Provide only the number of lines in the following data that contain "Result".

╭─ Data for analysis

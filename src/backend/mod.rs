use async_trait::async_trait;

use crate::error::BackendError;

pub mod keyword;
pub mod openai;

pub use keyword::KeywordBackend;
pub use openai::OpenAiBackend;

/// Receives a fixed instruction plus the admin's question and answers with a
/// JSON object describing the query.
#[async_trait]
pub trait TextUnderstanding: Send + Sync {
    /// Backend identifier, used in logs.
    fn id(&self) -> &str;

    async fn complete(&self, instruction: &str, question: &str) -> Result<String, BackendError>;
}
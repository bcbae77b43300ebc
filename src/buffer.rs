//! The buffer manager collaborator: pinning, latching and allocating pages
//! is explicitly out of scope for this crate, so this module only fixes
//! the *contract* the rest of the tree is written against, plus an
//! in-memory implementation for tests.

use std::collections::HashMap;
use std::sync::{Arc, RwLock, RwLockReadGuard, RwLockWriteGuard};

use crate::error::{BtreeError, Result};
use crate::page::{Page, PageOpaque};
use crate::tid::{BlockNumber, INVALID_BLOCK};

/// A page, behind the exclusive-latch-only concurrency model this crate
/// assumes: every reader and writer takes the same lock, there is no
/// separate shared-read mode.
pub type PageHandle = Arc<RwLock<Page>>;

/// Shorthand for the read/write-lock pattern used throughout, matching the
/// convention the rest of this crate's callers expect.
pub trait HandyRwLock<T> {
    fn rl(&self) -> RwLockReadGuard<'_, T>;
    fn wl(&self) -> RwLockWriteGuard<'_, T>;
}

impl<T> HandyRwLock<T> for RwLock<T> {
    fn rl(&self) -> RwLockReadGuard<'_, T> {
        self.read().expect("page latch poisoned")
    }

    fn wl(&self) -> RwLockWriteGuard<'_, T> {
        self.write().expect("page latch poisoned")
    }
}

/// Pins, fetches and allocates pages by block number. A real implementation
/// backs this with a shared buffer pool and physical storage; it is
/// reduced here to the minimal contract the tree's descent/insert/split
/// code actually exercises.
pub trait BufferManager: Send + Sync {
    /// Fetch and latch an existing page.
    fn get_page(&self, block: BlockNumber) -> Result<PageHandle>;

    /// Allocate a fresh block initialized with `opaque`, returning its
    /// number and a latched handle.
    fn new_page(&self, opaque: PageOpaque) -> Result<(BlockNumber, PageHandle)>;
}

/// A `BufferManager` backed by an in-process `HashMap`, standing in for the
/// real buffer pool in tests. Durability is explicitly not this crate's
/// concern, so a bare in-memory store is sufficient here.
#[derive(Default)]
pub struct InMemoryBufferManager {
    pages: RwLock<HashMap<BlockNumber, PageHandle>>,
    next_block: RwLock<BlockNumber>,
}

impl InMemoryBufferManager {
    pub fn new() -> Self {
        InMemoryBufferManager { pages: RwLock::new(HashMap::new()), next_block: RwLock::new(0) }
    }
}

impl BufferManager for InMemoryBufferManager {
    fn get_page(&self, block: BlockNumber) -> Result<PageHandle> {
        self.pages
            .rl()
            .get(&block)
            .cloned()
            .ok_or_else(|| BtreeError::corruption(format!("no such block: {}", block)))
    }

    fn new_page(&self, opaque: PageOpaque) -> Result<(BlockNumber, PageHandle)> {
        let mut next = self.next_block.wl();
        let block = *next;
        assert_ne!(block, INVALID_BLOCK, "block allocator exhausted the block number space");
        *next += 1;
        drop(next);

        let handle: PageHandle = Arc::new(RwLock::new(Page::new(opaque)));
        self.pages.wl().insert(block, handle.clone());
        Ok((block, handle))
    }
}

#[cfg(test)]
mod tests {
    use super::*;
    use crate::tid::Tid;

    #[test]
    fn new_page_then_get_page_returns_the_same_page() {
        let mgr = InMemoryBufferManager::new();
        let (block, handle) = mgr.new_page(PageOpaque::new_leaf(Tid::LOW, Tid::HIGH)).unwrap();
        handle.wl().add_item(&[1, 2, 3]);
        let fetched = mgr.get_page(block).unwrap();
        assert_eq!(fetched.rl().max_offset(), 1);
    }

    #[test]
    fn get_page_on_unknown_block_is_corruption() {
        let mgr = InMemoryBufferManager::new();
        assert!(mgr.get_page(999).is_err());
    }

    #[test]
    fn new_page_allocates_increasing_block_numbers() {
        let mgr = InMemoryBufferManager::new();
        let (a, _) = mgr.new_page(PageOpaque::new_leaf(Tid::LOW, Tid::HIGH)).unwrap();
        let (b, _) = mgr.new_page(PageOpaque::new_leaf(Tid::LOW, Tid::HIGH)).unwrap();
        assert!(b > a);
    }
}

╰─

Task solution: 6